Virginia was a busy city of streets and houses above ground. Under it was another busy city, down in the bowels of the earth, where a great population of men thronged in and out among an intricate maze of tunnels and drifts, flitting hither and thither under a winking sparkle of lights, and over their heads towered a vast web of interlocking timbers that held the walls of the gutted Comstock apart. These timbers were as large as a man’s body, and the framework stretched upward so far that no eye could pierce to its top through the closing gloom. It was like peering up through the clean-picked ribs and bones of some colossal skeleton. Imagine such a framework two miles long, sixty feet wide, and higher than any church spire in America. Imagine this stately lattice- work stretching down Broadway, from the St. Nicholas to Wall street, and a Fourth of July procession, reduced to pigmies, parading on top of it and flaunting their flags, high above the pinnacle of Trinity steeple.

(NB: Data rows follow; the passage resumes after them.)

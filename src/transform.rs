//! Transform descriptors and the matchers they select with.
use std::collections::BTreeSet;
use std::fmt;

use regex::Regex;

use crate::ir::{Field, Import, Named, StructType, Type, TypeNode};

// ————————————————————————————————————————————————————————————————————————————
// MATCHERS
// ————————————————————————————————————————————————————————————————————————————

/// Predicate deciding which entities a transform targets.
pub struct Matcher<T: ?Sized> {
    pred: Box<dyn Fn(&T) -> bool>,
}

impl<T: ?Sized + 'static> Matcher<T> {
    pub fn new(pred: impl Fn(&T) -> bool + 'static) -> Self {
        Self { pred: Box::new(pred) }
    }

    pub fn any() -> Self {
        Self::new(|_| true)
    }

    pub fn matches(&self, subject: &T) -> bool {
        (self.pred)(subject)
    }

    pub fn and(self, other: Self) -> Self {
        Self::new(move |t| self.matches(t) && other.matches(t))
    }

    pub fn or(self, other: Self) -> Self {
        Self::new(move |t| self.matches(t) || other.matches(t))
    }

    #[allow(clippy::should_implement_trait)]
    pub fn not(self) -> Self {
        Self::new(move |t| !self.matches(t))
    }
}

impl<T: Named + ?Sized + 'static> Matcher<T> {
    /// Exact match on any of `names`.
    pub fn named<I, S>(names: I) -> Self
    where
        I: IntoIterator<Item = S>,
        S: Into<String>,
    {
        let names: BTreeSet<String> = names.into_iter().map(Into::into).collect();
        Self::new(move |t| names.contains(t.name()))
    }

    pub fn name_pattern(pattern: Regex) -> Self {
        Self::new(move |t| pattern.is_match(t.name()))
    }
}

impl<T: TypeNode + ?Sized + 'static> Matcher<T> {
    /// Matches nodes whose `type_names()` include one of `type_names`.
    pub fn referencing<I, S>(type_names: I) -> Self
    where
        I: IntoIterator<Item = S>,
        S: Into<String>,
    {
        let wanted: BTreeSet<String> = type_names.into_iter().map(Into::into).collect();
        Self::new(move |t| t.type_names().iter().any(|n| wanted.contains(*n)))
    }
}

impl Matcher<Import> {
    pub fn path_prefix(prefix: impl Into<String>) -> Self {
        let prefix = prefix.into();
        Self::new(move |imp| imp.path.starts_with(&prefix))
    }
}

impl<T: ?Sized> fmt::Debug for Matcher<T> {
    fn fmt(&self, f: &mut fmt::Formatter<'_>) -> fmt::Result {
        f.write_str("Matcher(..)")
    }
}

// ————————————————————————————————————————————————————————————————————————————
// TRANSFORMS
// ————————————————————————————————————————————————————————————————————————————

/// Drops matching imports while they are ingested.
#[derive(Debug)]
pub struct ExcludeImport {
    pub matcher: Matcher<Import>,
}

/// Drops a matching top-level type; for a struct that survives, drops the
/// fields whose type matches.
#[derive(Debug)]
pub struct ExcludeType {
    pub matcher: Matcher<Type>,
}

#[derive(Debug)]
pub struct ExcludeField {
    pub matcher: Matcher<Field>,
}

/// Rewrites the type just lifted; structs have each field's type rewritten.
pub struct ModifyType {
    apply: Box<dyn Fn(Type) -> Type>,
}

/// Rewrites every field of the struct just lifted.
pub struct ModifyField {
    apply: Box<dyn Fn(Field) -> Field>,
}

/// Generator: called once per field of the struct just lifted; every
/// transform it returns is applied to that struct and then kept for the
/// declarations that follow.
pub struct AddField {
    generate: Box<dyn Fn(&StructType, &Field) -> Option<Transform>>,
}

/// Inlines the fields of the `from_structs` structs into `struct_name`, in
/// place of its `field_to_replace` field. Source structs are removed from the
/// output as they are met; splicing happens once every declaration is lifted.
#[derive(Debug, Clone, Default)]
pub struct CopyIntoStruct {
    pub from_structs: BTreeSet<String>,
    pub struct_name: String,
    pub field_to_replace: String,
    pub(crate) with: Vec<Field>,
}

#[derive(Debug)]
pub enum Transform {
    ExcludeImport(ExcludeImport),
    ExcludeType(ExcludeType),
    ExcludeField(ExcludeField),
    ModifyType(ModifyType),
    ModifyField(ModifyField),
    AddField(AddField),
    CopyIntoStruct(CopyIntoStruct),
}

impl ModifyType {
    pub fn new(apply: impl Fn(Type) -> Type + 'static) -> Self {
        Self { apply: Box::new(apply) }
    }
    pub fn apply(&self, ty: Type) -> Type {
        (self.apply)(ty)
    }
}

impl ModifyField {
    pub fn new(apply: impl Fn(Field) -> Field + 'static) -> Self {
        Self { apply: Box::new(apply) }
    }
    pub fn apply(&self, field: Field) -> Field {
        (self.apply)(field)
    }
}

impl AddField {
    pub fn new(generate: impl Fn(&StructType, &Field) -> Option<Transform> + 'static) -> Self {
        Self { generate: Box::new(generate) }
    }
    pub fn generate(&self, st: &StructType, field: &Field) -> Option<Transform> {
        (self.generate)(st, field)
    }
}

impl CopyIntoStruct {
    pub fn new<I, S>(
        from_structs: I,
        struct_name: impl Into<String>,
        field_to_replace: impl Into<String>,
    ) -> Self
    where
        I: IntoIterator<Item = S>,
        S: Into<String>,
    {
        Self {
            from_structs: from_structs.into_iter().map(Into::into).collect(),
            struct_name: struct_name.into(),
            field_to_replace: field_to_replace.into(),
            with: Vec::new(),
        }
    }

    /// Fields collected from source structs so far.
    pub fn collected(&self) -> &[Field] {
        &self.with
    }
}

impl fmt::Debug for ModifyType {
    fn fmt(&self, f: &mut fmt::Formatter<'_>) -> fmt::Result {
        f.write_str("ModifyType(..)")
    }
}

impl fmt::Debug for ModifyField {
    fn fmt(&self, f: &mut fmt::Formatter<'_>) -> fmt::Result {
        f.write_str("ModifyField(..)")
    }
}

impl fmt::Debug for AddField {
    fn fmt(&self, f: &mut fmt::Formatter<'_>) -> fmt::Result {
        f.write_str("AddField(..)")
    }
}

impl Transform {
    pub fn exclude_import(matcher: Matcher<Import>) -> Self {
        Transform::ExcludeImport(ExcludeImport { matcher })
    }
    pub fn exclude_type(matcher: Matcher<Type>) -> Self {
        Transform::ExcludeType(ExcludeType { matcher })
    }
    pub fn exclude_field(matcher: Matcher<Field>) -> Self {
        Transform::ExcludeField(ExcludeField { matcher })
    }
    pub fn modify_type(apply: impl Fn(Type) -> Type + 'static) -> Self {
        Transform::ModifyType(ModifyType::new(apply))
    }
    pub fn modify_field(apply: impl Fn(Field) -> Field + 'static) -> Self {
        Transform::ModifyField(ModifyField::new(apply))
    }
    pub fn add_field(
        generate: impl Fn(&StructType, &Field) -> Option<Transform> + 'static,
    ) -> Self {
        Transform::AddField(AddField::new(generate))
    }
    pub fn copy_into_struct<I, S>(
        from_structs: I,
        struct_name: &str,
        field_to_replace: &str,
    ) -> Self
    where
        I: IntoIterator<Item = S>,
        S: Into<String>,
    {
        Transform::CopyIntoStruct(CopyIntoStruct::new(from_structs, struct_name, field_to_replace))
    }

    pub fn kind(&self) -> &'static str {
        match self {
            Transform::ExcludeImport(_) => "exclude_import",
            Transform::ExcludeType(_) => "exclude_type",
            Transform::ExcludeField(_) => "exclude_field",
            Transform::ModifyType(_) => "modify_type",
            Transform::ModifyField(_) => "modify_field",
            Transform::AddField(_) => "add_field",
            Transform::CopyIntoStruct(_) => "copy_into_struct",
        }
    }
}

#[cfg(test)]
mod tests {
    use super::*;
    use crate::ir::ArrayType;

    #[test]
    fn named_and_pattern_matchers() {
        let named = Matcher::<Type>::named(["A", "B"]);
        assert!(named.matches(&Type::plain("A", "int")));
        assert!(!named.matches(&Type::plain("C", "int")));

        let internal = Matcher::<Type>::name_pattern(Regex::new("^internal").unwrap());
        assert!(internal.matches(&Type::plain("internalState", "int")));
        assert!(!internal.matches(&Type::plain("State", "int")));
    }

    #[test]
    fn referencing_looks_at_type_names() {
        let m = Matcher::<Field>::referencing(["time.Time"]);
        let arr = Field::new(Type::Array(ArrayType { name: "At".into(), ty: "time.Time".into(), ..ArrayType::default() }));
        assert!(m.matches(&arr));
        assert!(!m.matches(&Field::new(Type::plain("N", "int"))));
    }

    #[test]
    fn combinators() {
        let a = Matcher::<Type>::named(["A"]);
        let plain_int = Matcher::<Type>::referencing(["int"]);
        let both = a.and(plain_int);
        assert!(both.matches(&Type::plain("A", "int")));
        assert!(!both.matches(&Type::plain("A", "string")));

        let either = Matcher::<Type>::named(["A"]).or(Matcher::named(["B"]));
        assert!(either.matches(&Type::plain("B", "int")));

        let not_a = Matcher::<Type>::named(["A"]).not();
        assert!(!not_a.matches(&Type::plain("A", "int")));
        assert!(Matcher::<Type>::any().matches(&Type::plain("", "")));
    }

    #[test]
    fn import_matchers_use_local_name_and_path() {
        let imp = Import::new("github.com/x/fmtx");
        assert!(Matcher::<Import>::named(["fmtx"]).matches(&imp));
        assert!(Matcher::<Import>::path_prefix("github.com/").matches(&imp));
    }

    #[test]
    fn transform_kinds() {
        assert_eq!(Transform::copy_into_struct(["Src"], "Dst", "Slot").kind(), "copy_into_struct");
        assert_eq!(Transform::modify_field(|f| f).kind(), "modify_field");
    }
}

One can imagine that, but he cannot well imagine what that forest of timbers cost, from the time they were felled in the pineries beyond Washoe Lake, hauled up and around Mount Davidson at atrocious rates of freightage, then squared, let down into the deep maw of the mine and built up there. Twenty ample fortunes would not timber one of the greatest of those silver mines. The Spanish proverb says it requires a gold mine to “run” a silver one, and it is true. A beggar with a silver mine is a pitiable pauper indeed if he cannot sell.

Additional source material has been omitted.